"Ama?"
"Luna, ada apa ini, nak?"
"Ah, itu~" Luna tidak tahu mau menjawab apa. Dia juga bingung dengan situasi saat ini. Tiba-tiba saja, Rara berguling-guling di halaman rumah, dan tepat di bawah kakinya.
"Maafkan saya atas ketidaknyamanan ini, nyonya." Revan membungkuk menghormati ibu Luna.
"Oh, tidak apa-apa, nak."
"Luna, bagaimana kalau semuanya dibawa masuk saja? Tidak enak dilihat tetangga," saran Ama nya.
Luna mengangguk setuju. "Nyonya, Tuan, mari masuk terlebih dahulu," ajaknya.
Karena tidak ada pilihan lain, mau tidak mau Revan dan Riana mengikuti Luna masuk kedalam. Rara kini berada dalam gendongan Luna.
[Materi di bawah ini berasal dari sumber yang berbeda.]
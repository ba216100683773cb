//! 条件语法：把条件类型 + 条件字符串解析为类型化的 CriterionTest
//!
//! 支持的写法：
//! - Max / Min Dose、Dmean：`≥4200`、`≤ 3800 cGy`
//! - DaV：`D95% ≥ 3900 cGy`、`D2cc ≤ 4500 cGy`
//! - VaD：`V2000cGy ≤ 20cc`、`V4000cGy ≥ 95%`

use std::sync::OnceLock;

use regex::Regex;
use serde::Serialize;

use crate::core::ParseError;
use crate::criteria::comparator::{Comparator, RoundGate};

const CMP: &str = r"(≥|≤|>=|<=|==|>|<|=)";
const NUM: &str = r"(-?\d+(?:\.\d+)?)";

static THRESHOLD_RE: OnceLock<Regex> = OnceLock::new();
static DAV_RE: OnceLock<Regex> = OnceLock::new();
static VAD_RE: OnceLock<Regex> = OnceLock::new();

fn threshold_re() -> &'static Regex {
    THRESHOLD_RE.get_or_init(|| {
        Regex::new(&format!(r"(?i)^\s*{CMP}\s*{NUM}\s*(?:cgy)?\s*$")).unwrap()
    })
}

fn dav_re() -> &'static Regex {
    DAV_RE.get_or_init(|| {
        Regex::new(&format!(r"(?i)^\s*D\s*{NUM}\s*(%|cc)\s*{CMP}\s*{NUM}\s*cgy\s*$")).unwrap()
    })
}

fn vad_re() -> &'static Regex {
    VAD_RE.get_or_init(|| {
        Regex::new(&format!(r"(?i)^\s*V\s*{NUM}\s*cgy\s*{CMP}\s*{NUM}\s*(%|cc)\s*$")).unwrap()
    })
}

/// 条件类型（配置中的 condition_type）
#[derive(Debug, Clone, Copy, PartialEq, Eq, Serialize)]
pub enum CriterionKind {
    AlwaysTrue,
    MaxDose,
    MinDose,
    Dmean,
    DoseAtVolume,
    VolumeAtDose,
}

impl std::str::FromStr for CriterionKind {
    type Err = ParseError;

    fn from_str(s: &str) -> Result<Self, Self::Err> {
        let normalized: String = s
            .chars()
            .filter(|c| c.is_alphanumeric())
            .collect::<String>()
            .to_lowercase();
        match normalized.as_str() {
            "alwaystrue" | "always" | "true" => Ok(CriterionKind::AlwaysTrue),
            "maxdose" | "max" => Ok(CriterionKind::MaxDose),
            "mindose" | "min" => Ok(CriterionKind::MinDose),
            "dmean" | "meandose" | "mean" => Ok(CriterionKind::Dmean),
            "dav" | "doseatvolume" => Ok(CriterionKind::DoseAtVolume),
            "vad" | "volumeatdose" => Ok(CriterionKind::VolumeAtDose),
            _ => Err(ParseError::UnknownKind {
                kind: "condition type",
                value: s.to_string(),
            }),
        }
    }
}

/// 体积单位
#[derive(Debug, Clone, Copy, PartialEq, Eq, Serialize)]
pub enum VolumeUnit {
    Percent,
    Cc,
}

impl VolumeUnit {
    fn parse(raw: &str) -> Self {
        if raw.eq_ignore_ascii_case("cc") {
            VolumeUnit::Cc
        } else {
            VolumeUnit::Percent
        }
    }
}

/// 阈值比较：`<比较符><数值>`
#[derive(Debug, Clone, Copy, PartialEq, Serialize)]
pub struct Threshold {
    pub comparator: Comparator,
    pub value: f64,
}

/// 解析后的条件
#[derive(Debug, Clone, Copy, PartialEq, Serialize)]
pub enum CriterionTest {
    AlwaysTrue,
    MaxDose(Threshold),
    MinDose(Threshold),
    MeanDose(Threshold),
    /// D<volume><unit> <cmp> <dose>cGy
    DoseAtVolume {
        volume: f64,
        unit: VolumeUnit,
        comparator: Comparator,
        dose: f64,
    },
    /// V<dose>cGy <cmp> <volume><unit>
    VolumeAtDose {
        dose: f64,
        comparator: Comparator,
        volume: f64,
        unit: VolumeUnit,
    },
}

impl CriterionTest {
    pub fn parse(kind: CriterionKind, criteria: &str) -> Result<Self, ParseError> {
        match kind {
            CriterionKind::AlwaysTrue => Ok(CriterionTest::AlwaysTrue),
            CriterionKind::MaxDose => Ok(CriterionTest::MaxDose(parse_threshold(criteria)?)),
            CriterionKind::MinDose => Ok(CriterionTest::MinDose(parse_threshold(criteria)?)),
            CriterionKind::Dmean => Ok(CriterionTest::MeanDose(parse_threshold(criteria)?)),
            CriterionKind::DoseAtVolume => parse_dose_at_volume(criteria),
            CriterionKind::VolumeAtDose => parse_volume_at_dose(criteria),
        }
    }

    pub fn kind(&self) -> CriterionKind {
        match self {
            CriterionTest::AlwaysTrue => CriterionKind::AlwaysTrue,
            CriterionTest::MaxDose(_) => CriterionKind::MaxDose,
            CriterionTest::MinDose(_) => CriterionKind::MinDose,
            CriterionTest::MeanDose(_) => CriterionKind::Dmean,
            CriterionTest::DoseAtVolume { .. } => CriterionKind::DoseAtVolume,
            CriterionTest::VolumeAtDose { .. } => CriterionKind::VolumeAtDose,
        }
    }
}

fn number(raw: &str, input: &str, expected: &'static str) -> Result<f64, ParseError> {
    raw.parse::<f64>().map_err(|_| ParseError::MalformedCriteria {
        input: input.to_string(),
        expected,
    })
}

fn parse_threshold(criteria: &str) -> Result<Threshold, ParseError> {
    const EXPECTED: &str = "<comparator><dose>";
    let caps = threshold_re()
        .captures(criteria)
        .ok_or_else(|| ParseError::MalformedCriteria {
            input: criteria.to_string(),
            expected: EXPECTED,
        })?;
    Ok(Threshold {
        comparator: caps[1].parse()?,
        value: number(&caps[2], criteria, EXPECTED)?,
    })
}

fn parse_dose_at_volume(criteria: &str) -> Result<CriterionTest, ParseError> {
    const EXPECTED: &str = "D<volume><%|cc> <comparator> <dose>cGy";
    let caps = dav_re()
        .captures(criteria)
        .ok_or_else(|| ParseError::MalformedCriteria {
            input: criteria.to_string(),
            expected: EXPECTED,
        })?;
    Ok(CriterionTest::DoseAtVolume {
        volume: number(&caps[1], criteria, EXPECTED)?,
        unit: VolumeUnit::parse(&caps[2]),
        comparator: caps[3].parse()?,
        dose: number(&caps[4], criteria, EXPECTED)?,
    })
}

fn parse_volume_at_dose(criteria: &str) -> Result<CriterionTest, ParseError> {
    const EXPECTED: &str = "V<dose>cGy <comparator> <volume><%|cc>";
    let caps = vad_re()
        .captures(criteria)
        .ok_or_else(|| ParseError::MalformedCriteria {
            input: criteria.to_string(),
            expected: EXPECTED,
        })?;
    Ok(CriterionTest::VolumeAtDose {
        dose: number(&caps[1], criteria, EXPECTED)?,
        comparator: caps[2].parse()?,
        volume: number(&caps[3], criteria, EXPECTED)?,
        unit: VolumeUnit::parse(&caps[4]),
    })
}

/// 一条待评估的条件
#[derive(Debug, Clone, PartialEq)]
pub struct Criterion {
    pub name: String,
    /// 流程中的符号 ROI 名，评估前经 ROI 匹配表解析
    pub roi: String,
    pub test: Result<CriterionTest, ParseError>,
    pub active_round: Result<RoundGate, ParseError>,
}

impl Criterion {
    /// 从配置字段构建；语法错误保留在 test / active_round 中，评估时按不满足处理
    pub fn new(name: &str, kind: &str, roi: &str, criteria: &str, active_round: &str) -> Self {
        let test = kind
            .parse::<CriterionKind>()
            .and_then(|k| CriterionTest::parse(k, criteria));
        Self {
            name: name.to_string(),
            roi: roi.to_string(),
            test,
            active_round: RoundGate::parse(active_round),
        }
    }
}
Keano melihat kearah Rara. Gadis itu sedang tersenyum sekarang. Benar-benar kelakuan yang luar biasa. Ia hanya dapat menggelengkan kepalanya dengan tingkah kembarannya itu. Sedikit memalukan, tapi entah kenapa dia juga suka dengan idenya.
"Silahkan duduk." Ama Luna mempersilahkan tamunya yang tak disengaja ini untuk duduk di kursi.
Ama Luna tal sengaja melihat Revan yang memperhatikan sekitaran rumah. "Maaf jika tidak nyaman. Inilah rumah kami apa adanya," ujarnya dengan tawa kecil.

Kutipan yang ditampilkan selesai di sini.